When he first became Head of Hero Force, nearly two decades ago, the table had been round. He thinks that Sergeant Knox had brought it from his apartment, an oak relic that no longer fit his civilian identity’s taste. It could seat six heroes, ten if they stood. That tabletop is mounted in front of Foresight’s office now. Foresight knows the story of every blemish, every pockmark and scorch mark. Years of coming together with the most powerful heroes in the country, their struggle to save the day writ across the wood.
This table is set for forty people. It’s long and rectangular with two definitive heads. He tries not to see the symbolism of that. Foresight stops in the middle of it, fingers curling as he stares at his chair at the front of the room.
“I am getting old,” he says into the dark.
He is old, for a hero. He’s tried for two decades to raise the life expectancy, but…here he is. An outlier. Fourty-years-old with all of his fingers and limbs still intact. A miracle. He aches when he moves and there’s a ringing in his ears. No, not a ringing. Screaming. His power…he’s avoided it for too long. It’s overflowing.
Foresight closes his eyes. Breathes in deeply. The vision seeps through the barrier he keeps erected. It boils like water in his mind’s eye, like oil, swirling and hissing until it settles into an unfamiliar scene.
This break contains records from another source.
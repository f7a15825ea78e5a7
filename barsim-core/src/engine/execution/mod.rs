//! Execution: turns one resting order plus one bar into at most one fill.
//!
//! The execution engine is stateless apart from configuration. It mutates
//! only the order it is handed (trailing extrema and filled quantity); the
//! caller owns the order book and the bus.

pub mod commission;
pub mod cost_model;
pub mod fill_price;
pub mod liquidity;
pub mod trigger;

pub use commission::{
    BpsCommission, CommissionConfig, CommissionModel, PerShareCommission, ZeroCommission,
};
pub use cost_model::CostModel;
pub use fill_price::{compute_fill, ComputedFill};
pub use liquidity::LiquidityPolicy;
pub use trigger::{check_trigger, track_extrema, StopFillPolicy, TriggerResult};

use crate::domain::{Bar, Fill, Order};
use serde::{Deserialize, Serialize};
use tracing::debug;

/// Execution parameters for a run.
#[derive(Debug, Clone, Copy, PartialEq, Serialize, Deserialize)]
#[serde(default)]
pub struct ExecutionConfig {
    /// Adverse price adjustment in basis points.
    pub slippage_bps: f64,
    /// Max fraction of a bar's volume a single order may take.
    pub participation_pct: f64,
    pub stop_fill: StopFillPolicy,
}

impl Default for ExecutionConfig {
    fn default() -> Self {
        Self {
            slippage_bps: 0.0,
            participation_pct: 1.0,
            stop_fill: StopFillPolicy::TouchedExtreme,
        }
    }
}

impl ExecutionConfig {
    pub fn frictionless() -> Self {
        Self::default()
    }
}

/// Applies trigger rules, the liquidity cap, slippage and commission.
#[derive(Debug)]
pub struct ExecutionEngine {
    cost_model: CostModel,
    liquidity: LiquidityPolicy,
    stop_fill: StopFillPolicy,
    commission: Box<dyn CommissionModel>,
}

impl ExecutionEngine {
    pub fn new(config: ExecutionConfig, commission: Box<dyn CommissionModel>) -> Self {
        Self {
            cost_model: CostModel::new(config.slippage_bps),
            liquidity: LiquidityPolicy::new(config.participation_pct),
            stop_fill: config.stop_fill,
            commission,
        }
    }

    pub fn frictionless() -> Self {
        Self::new(ExecutionConfig::frictionless(), Box::new(ZeroCommission))
    }

    /// Evaluate `order` against `bar`.
    ///
    /// Trailing extrema are updated first, whatever the outcome. On a fill the
    /// order's `filled_quantity` is advanced and the resulting `Fill` returned;
    /// `partial_fill` is set when quantity remains after this fill.
    pub fn execute(&self, order: &mut Order, bar: &Bar) -> Option<Fill> {
        let remaining = order.remaining_quantity();
        if remaining == 0 {
            return None;
        }

        track_extrema(order, bar);
        let TriggerResult::Fill {
            fill_price,
            gap_through,
        } = check_trigger(order, bar, self.stop_fill)
        else {
            return None;
        };
        if gap_through {
            debug!(order = %order.id, open = bar.open, "bar gapped through trigger");
        }

        let (quantity, remainder) = self.liquidity.constrain(remaining, bar.volume);
        if quantity == 0 {
            return None;
        }

        let computed = compute_fill(
            fill_price,
            order.side,
            quantity,
            &self.cost_model,
            self.commission.as_ref(),
        );
        order.filled_quantity += quantity;

        Some(Fill {
            timestamp: bar.timestamp,
            symbol: order.symbol.clone(),
            quantity,
            side: order.side,
            fill_price: computed.price,
            fill_cost: computed.cost,
            commission: computed.commission,
            slippage: computed.slippage,
            gap_through,
            order_id: order.id,
            partial_fill: remainder > 0,
        })
    }
}
//! Performance metrics: pure functions that compute run statistics.
//!
//! Every metric is a pure function: equity values and/or closed trades in,
//! scalar out. Ratios are fractions (0.12 is 12%), annualized at 252 bars
//! per year with a zero risk-free rate.

use barsim_core::domain::{ClosedTrade, EquityPoint, PositionSnapshot};
use barsim_core::RunResult;
use serde::{Deserialize, Serialize};

const BARS_PER_YEAR: f64 = 252.0;

/// Aggregate performance metrics for a single run.
#[derive(Debug, Clone, PartialEq, Serialize, Deserialize)]
pub struct PerformanceMetrics {
    pub total_return: f64,
    pub cagr: f64,
    pub annualized_volatility: f64,
    pub sharpe: f64,
    pub sortino: f64,
    /// Negative fraction, e.g. -0.15 for a 15% drawdown.
    pub max_drawdown: f64,
    /// Calendar days from the peak to the deepest trough.
    pub max_drawdown_duration_days: i64,
    pub calmar: f64,
    pub trade_count: usize,
    pub winning_trades: usize,
    pub losing_trades: usize,
    pub win_rate: f64,
    pub profit_factor: f64,
    pub avg_trade_pnl: f64,
    pub avg_win: f64,
    pub avg_loss: f64,
    /// `|avg_win / avg_loss|`, capped at 100.0 when there are no losses.
    pub avg_win_loss_ratio: f64,
    pub max_consecutive_wins: usize,
    pub max_consecutive_losses: usize,
    pub avg_duration_days: f64,
    pub avg_win_duration_days: f64,
    pub avg_loss_duration_days: f64,
    /// Calendar days with a non-zero position, summed over symbols.
    pub market_exposure_days: i64,
    pub total_commission: f64,
}

impl PerformanceMetrics {
    pub fn from_result(result: &RunResult) -> Self {
        Self::compute(&result.equity_curve(), result.closed_trades(), result.position_history())
    }

    /// Compute all metrics from an equity curve, the closed-trade log and
    /// the position history.
    pub fn compute(
        curve: &[EquityPoint],
        trades: &[ClosedTrade],
        positions: &[PositionSnapshot],
    ) -> Self {
        let avg_win = mean_f64(&pnls(trades, |p| p > 0.0));
        let avg_loss = mean_f64(&pnls(trades, |p| p < 0.0));
        let equity: Vec<f64> = curve.iter().map(|p| p.equity).collect();
        // The first row is the all-cash opening, so periods = rows - 1.
        let bars = equity.len().saturating_sub(1);
        Self {
            total_return: total_return(&equity),
            cagr: cagr(&equity, bars),
            annualized_volatility: annualized_volatility(&equity),
            sharpe: sharpe_ratio(&equity),
            sortino: sortino_ratio(&equity),
            max_drawdown: max_drawdown(&equity),
            max_drawdown_duration_days: max_drawdown_duration_days(curve),
            calmar: calmar_ratio(&equity, bars),
            trade_count: trades.len(),
            winning_trades: trades.iter().filter(|t| t.pnl > 0.0).count(),
            losing_trades: trades.iter().filter(|t| t.pnl < 0.0).count(),
            win_rate: win_rate(trades),
            profit_factor: profit_factor(trades),
            avg_trade_pnl: mean_f64(&trades.iter().map(|t| t.pnl).collect::<Vec<_>>()),
            avg_win,
            avg_loss,
            avg_win_loss_ratio: win_loss_ratio(avg_win, avg_loss),
            max_consecutive_wins: max_consecutive(trades, true),
            max_consecutive_losses: max_consecutive(trades, false),
            avg_duration_days: avg_duration_days(trades),
            avg_win_duration_days: avg_duration_days_where(trades, |p| p > 0.0),
            avg_loss_duration_days: avg_duration_days_where(trades, |p| p < 0.0),
            market_exposure_days: market_exposure_days(positions),
            total_commission: trades.iter().map(|t| t.commission).sum(),
        }
    }
}

// ── Equity metrics ───────────────────────────────────────────────────

/// Total return as a fraction: (final - initial) / initial.
pub fn total_return(equity: &[f64]) -> f64 {
    let (Some(&initial), Some(&last)) = (equity.first(), equity.last()) else {
        return 0.0;
    };
    if equity.len() < 2 || initial <= 0.0 {
        return 0.0;
    }
    (last - initial) / initial
}

/// Compound annual growth rate over `bars` return periods.
pub fn cagr(equity: &[f64], bars: usize) -> f64 {
    let (Some(&initial), Some(&last)) = (equity.first(), equity.last()) else {
        return 0.0;
    };
    if bars == 0 || initial <= 0.0 || last <= 0.0 {
        return 0.0;
    }
    let years = bars as f64 / BARS_PER_YEAR;
    (last / initial).powf(1.0 / years) - 1.0
}

/// Sample standard deviation of bar returns, annualized.
pub fn annualized_volatility(equity: &[f64]) -> f64 {
    let returns = bar_returns(equity);
    if returns.len() < 2 {
        return 0.0;
    }
    std_dev(&returns) * BARS_PER_YEAR.sqrt()
}

/// Annualized Sharpe ratio from bar returns.
///
/// Returns 0.0 if variance is zero or there are fewer than 2 returns.
pub fn sharpe_ratio(equity: &[f64]) -> f64 {
    let returns = bar_returns(equity);
    if returns.len() < 2 {
        return 0.0;
    }
    let std = std_dev(&returns);
    if std < 1e-15 {
        return 0.0;
    }
    mean_f64(&returns) / std * BARS_PER_YEAR.sqrt()
}

/// Annualized Sortino ratio (downside deviation only).
pub fn sortino_ratio(equity: &[f64]) -> f64 {
    let returns = bar_returns(equity);
    if returns.len() < 2 {
        return 0.0;
    }
    let downside_sq: f64 = returns.iter().filter(|&&r| r < 0.0).map(|r| r * r).sum();
    let downside_std = (downside_sq / returns.len() as f64).sqrt();
    if downside_std < 1e-15 {
        return 0.0;
    }
    mean_f64(&returns) / downside_std * BARS_PER_YEAR.sqrt()
}

/// Maximum drawdown as a negative fraction.
///
/// Returns 0.0 if equity never falls below a prior peak.
pub fn max_drawdown(equity: &[f64]) -> f64 {
    drawdown_trough(equity).map_or(0.0, |(_, _, dd)| dd)
}

/// Days between the peak and the trough of the deepest drawdown.
pub fn max_drawdown_duration_days(curve: &[EquityPoint]) -> i64 {
    let equity: Vec<f64> = curve.iter().map(|p| p.equity).collect();
    drawdown_trough(&equity).map_or(0, |(peak, trough, _)| {
        (curve[trough].timestamp - curve[peak].timestamp).num_days()
    })
}

/// Calmar ratio: CAGR / |max drawdown|.
pub fn calmar_ratio(equity: &[f64], bars: usize) -> f64 {
    let c = cagr(equity, bars);
    let dd = max_drawdown(equity);
    if dd >= 0.0 || c <= 0.0 {
        return 0.0;
    }
    c / dd.abs()
}

/// (peak index, trough index, drawdown) of the deepest drawdown.
fn drawdown_trough(equity: &[f64]) -> Option<(usize, usize, f64)> {
    let mut peak_idx = 0;
    let mut worst: Option<(usize, usize, f64)> = None;
    for (i, &eq) in equity.iter().enumerate() {
        if eq > equity[peak_idx] {
            peak_idx = i;
        }
        let peak = equity[peak_idx];
        if peak > 0.0 {
            let dd = (eq - peak) / peak;
            if dd < worst.map_or(0.0, |w| w.2) {
                worst = Some((peak_idx, i, dd));
            }
        }
    }
    worst
}

// ── Trade metrics ────────────────────────────────────────────────────

/// Fraction of trades with positive net pnl.
pub fn win_rate(trades: &[ClosedTrade]) -> f64 {
    if trades.is_empty() {
        return 0.0;
    }
    let winners = trades.iter().filter(|t| t.is_winner()).count();
    winners as f64 / trades.len() as f64
}

/// Gross profits / gross losses, capped at 100.0 when there are no losses.
pub fn profit_factor(trades: &[ClosedTrade]) -> f64 {
    if trades.is_empty() {
        return 0.0;
    }
    let gross_profit: f64 = pnls(trades, |p| p > 0.0).iter().sum();
    let gross_loss: f64 = pnls(trades, |p| p < 0.0).iter().map(|p| p.abs()).sum();
    if gross_loss < 1e-10 {
        return if gross_profit > 0.0 { 100.0 } else { 0.0 };
    }
    (gross_profit / gross_loss).min(100.0)
}

pub fn avg_duration_days(trades: &[ClosedTrade]) -> f64 {
    avg_duration_days_where(trades, |_| true)
}

/// Mean holding period of the trades whose pnl passes `keep`.
pub fn avg_duration_days_where(trades: &[ClosedTrade], keep: impl Fn(f64) -> bool) -> f64 {
    let durations: Vec<f64> = trades
        .iter()
        .filter(|t| keep(t.pnl))
        .map(|t| t.duration_days as f64)
        .collect();
    mean_f64(&durations)
}

pub fn win_loss_ratio(avg_win: f64, avg_loss: f64) -> f64 {
    if avg_loss.abs() < 1e-10 {
        return if avg_win > 0.0 { 100.0 } else { 0.0 };
    }
    (avg_win / avg_loss).abs().min(100.0)
}

/// Days spent holding a position, summed over symbols.
///
/// A row with a non-zero position counts the calendar days until the next row.
pub fn market_exposure_days(positions: &[PositionSnapshot]) -> i64 {
    positions
        .windows(2)
        .map(|w| {
            let held = w[0].positions.values().filter(|&&q| q != 0).count() as i64;
            held * (w[1].timestamp - w[0].timestamp).num_days()
        })
        .sum()
}

/// Longest run of winners (`winners = true`) or non-winners.
pub fn max_consecutive(trades: &[ClosedTrade], winners: bool) -> usize {
    let mut max = 0;
    let mut current = 0;
    for t in trades {
        if t.is_winner() == winners {
            current += 1;
            max = max.max(current);
        } else {
            current = 0;
        }
    }
    max
}

fn pnls(trades: &[ClosedTrade], keep: impl Fn(f64) -> bool) -> Vec<f64> {
    trades.iter().map(|t| t.pnl).filter(|&p| keep(p)).collect()
}

// ── Helpers ──────────────────────────────────────────────────────────

/// Simple returns between consecutive equity values.
pub fn bar_returns(equity: &[f64]) -> Vec<f64> {
    equity
        .windows(2)
        .map(|w| if w[0] > 0.0 { w[1] / w[0] - 1.0 } else { 0.0 })
        .collect()
}

fn mean_f64(values: &[f64]) -> f64 {
    if values.is_empty() {
        return 0.0;
    }
    values.iter().sum::<f64>() / values.len() as f64
}

fn std_dev(values: &[f64]) -> f64 {
    if values.len() < 2 {
        return 0.0;
    }
    let mean = mean_f64(values);
    let var = values.iter().map(|v| (v - mean).powi(2)).sum::<f64>() / (values.len() - 1) as f64;
    var.sqrt()
}

#[cfg(test)]
mod tests {
    use super::*;
    use barsim_core::domain::TradeDirection;
    use chrono::{Duration, NaiveDate, NaiveDateTime};

    fn ts(day: i64) -> NaiveDateTime {
        NaiveDate::from_ymd_opt(2024, 1, 1)
            .unwrap()
            .and_hms_opt(0, 0, 0)
            .unwrap()
            + Duration::days(day)
    }

    fn curve(values: &[f64]) -> Vec<EquityPoint> {
        values
            .iter()
            .enumerate()
            .map(|(i, &v)| EquityPoint {
                timestamp: ts(i as i64),
                total: v,
                returns: None,
                equity: v,
            })
            .collect()
    }

    fn trade(pnl: f64, duration_days: i64) -> ClosedTrade {
        ClosedTrade {
            symbol: "SPY".into(),
            entry_time: ts(0),
            exit_time: ts(duration_days),
            entry_price: 100.0,
            exit_price: 100.0 + pnl / 10.0,
            quantity: 10,
            direction: TradeDirection::Long,
            pnl,
            commission: 1.0,
            duration_days,
        }
    }

    fn approx(a: f64, b: f64) -> bool {
        (a - b).abs() < 1e-9
    }

    // ── Returns ──

    #[test]
    fn total_return_basic() {
        assert!(approx(total_return(&[100.0, 110.0, 121.0]), 0.21));
        assert_eq!(total_return(&[100.0]), 0.0);
        assert_eq!(total_return(&[]), 0.0);
    }

    #[test]
    fn cagr_one_year_of_bars() {
        let mut eq = vec![100.0; 252];
        eq[251] = 110.0;
        assert!(approx(cagr(&eq, 252), 0.10));
    }

    #[test]
    fn flat_equity_has_no_risk() {
        let eq = [100.0; 20];
        assert_eq!(annualized_volatility(&eq), 0.0);
        assert_eq!(sharpe_ratio(&eq), 0.0);
        assert_eq!(sortino_ratio(&eq), 0.0);
    }

    #[test]
    fn volatility_uses_sample_std() {
        // Returns +10%, -10%: mean 0, sample std = sqrt(0.02)
        let eq = [100.0, 110.0, 99.0];
        let expected = 0.02_f64.sqrt() * 252.0_f64.sqrt();
        assert!(approx(annualized_volatility(&eq), expected));
        assert!(approx(sharpe_ratio(&eq), 0.0));
    }

    // ── Drawdown ──

    #[test]
    fn max_drawdown_finds_deepest_trough() {
        let eq = [100.0, 120.0, 90.0, 130.0, 117.0];
        assert!(approx(max_drawdown(&eq), -0.25));
        assert_eq!(max_drawdown(&[100.0, 101.0, 102.0]), 0.0);
    }

    #[test]
    fn drawdown_duration_measures_peak_to_trough() {
        let c = curve(&[100.0, 120.0, 110.0, 90.0, 130.0]);
        assert_eq!(max_drawdown_duration_days(&c), 2);
        assert_eq!(max_drawdown_duration_days(&curve(&[1.0, 2.0])), 0);
    }

    #[test]
    fn calmar_requires_drawdown_and_growth() {
        assert_eq!(calmar_ratio(&[100.0, 101.0, 102.0], 3), 0.0);
        let eq = [100.0, 120.0, 90.0, 130.0];
        assert!(calmar_ratio(&eq, 4) > 0.0);
    }

    // ── Trades ──

    #[test]
    fn trade_statistics() {
        let trades = vec![trade(100.0, 2), trade(-50.0, 4), trade(30.0, 6), trade(-10.0, 8)];
        assert!(approx(win_rate(&trades), 0.5));
        assert!(approx(profit_factor(&trades), 130.0 / 60.0));
        assert!(approx(avg_duration_days(&trades), 5.0));

        let m = PerformanceMetrics::compute(&curve(&[100.0, 101.0]), &trades, &[]);
        assert_eq!(m.trade_count, 4);
        assert_eq!(m.winning_trades, 2);
        assert_eq!(m.losing_trades, 2);
        assert!(approx(m.avg_trade_pnl, 17.5));
        assert!(approx(m.avg_win, 65.0));
        assert!(approx(m.avg_loss, -30.0));
        assert!(approx(m.total_commission, 4.0));
        assert!(approx(m.avg_win_loss_ratio, 65.0 / 30.0));
        assert!(approx(m.avg_win_duration_days, 4.0));
        assert!(approx(m.avg_loss_duration_days, 6.0));
    }

    #[test]
    fn win_loss_ratio_caps_without_losses() {
        assert_eq!(win_loss_ratio(50.0, 0.0), 100.0);
        assert_eq!(win_loss_ratio(0.0, 0.0), 0.0);
        assert!(approx(win_loss_ratio(20.0, -40.0), 0.5));
    }

    #[test]
    fn exposure_counts_days_held_per_symbol() {
        let row = |day: i64, spy: i64, qqq: i64| PositionSnapshot {
            timestamp: ts(day),
            positions: [("SPY".to_string(), spy), ("QQQ".to_string(), qqq)].into(),
        };
        // SPY held day 1 -> 5 (4 days), QQQ short day 3 -> 5 (2 days).
        let rows = [row(0, 0, 0), row(1, 10, 0), row(3, 10, -5), row(5, 0, 0), row(6, 0, 0)];
        assert_eq!(market_exposure_days(&rows), 6);
        assert_eq!(market_exposure_days(&rows[..1]), 0);

        let m = PerformanceMetrics::compute(&curve(&[100.0, 101.0]), &[], &rows);
        assert_eq!(m.market_exposure_days, 6);
    }

    #[test]
    fn profit_factor_caps_without_losses() {
        assert_eq!(profit_factor(&[trade(10.0, 1)]), 100.0);
        assert_eq!(profit_factor(&[]), 0.0);
    }

    #[test]
    fn consecutive_streaks() {
        let trades: Vec<_> = [1.0, 1.0, -1.0, 0.0, -1.0, 1.0]
            .iter()
            .map(|&p| trade(p, 1))
            .collect();
        assert_eq!(max_consecutive(&trades, true), 2);
        // Break-even counts as a non-winner.
        assert_eq!(max_consecutive(&trades, false), 3);
    }

    #[test]
    fn empty_inputs_are_zero() {
        let m = PerformanceMetrics::compute(&[], &[], &[]);
        assert_eq!(m.total_return, 0.0);
        assert_eq!(m.trade_count, 0);
        assert_eq!(m.max_drawdown_duration_days, 0);
        assert_eq!(m.avg_duration_days, 0.0);
        assert_eq!(m.avg_win_loss_ratio, 0.0);
        assert_eq!(m.market_exposure_days, 0);
    }
}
“Bathroom,” he murmurs. A long time ago, he used to tape his visions on an old recorder. Names, times, words, any detail that he might be able to piece together into a big enough picture to do something with. Unfortunately, he now knows the power of his visions in the wrong hands. The world knows. He threw the tape recorder away too late. Still, the speaking habit remains. “Yellow light. Not LED. A shower curtain half-pulled back and a tub filled with ruddy water.”
Blood. He stands in the bathroom, a half-step behind the woman in front of the sink. He can smell it, fresh and new. There are crumpled, black clothes on the ground behind him. They’re wet. With water? With blood? The shadows pool too deeply along the wall for him to tell.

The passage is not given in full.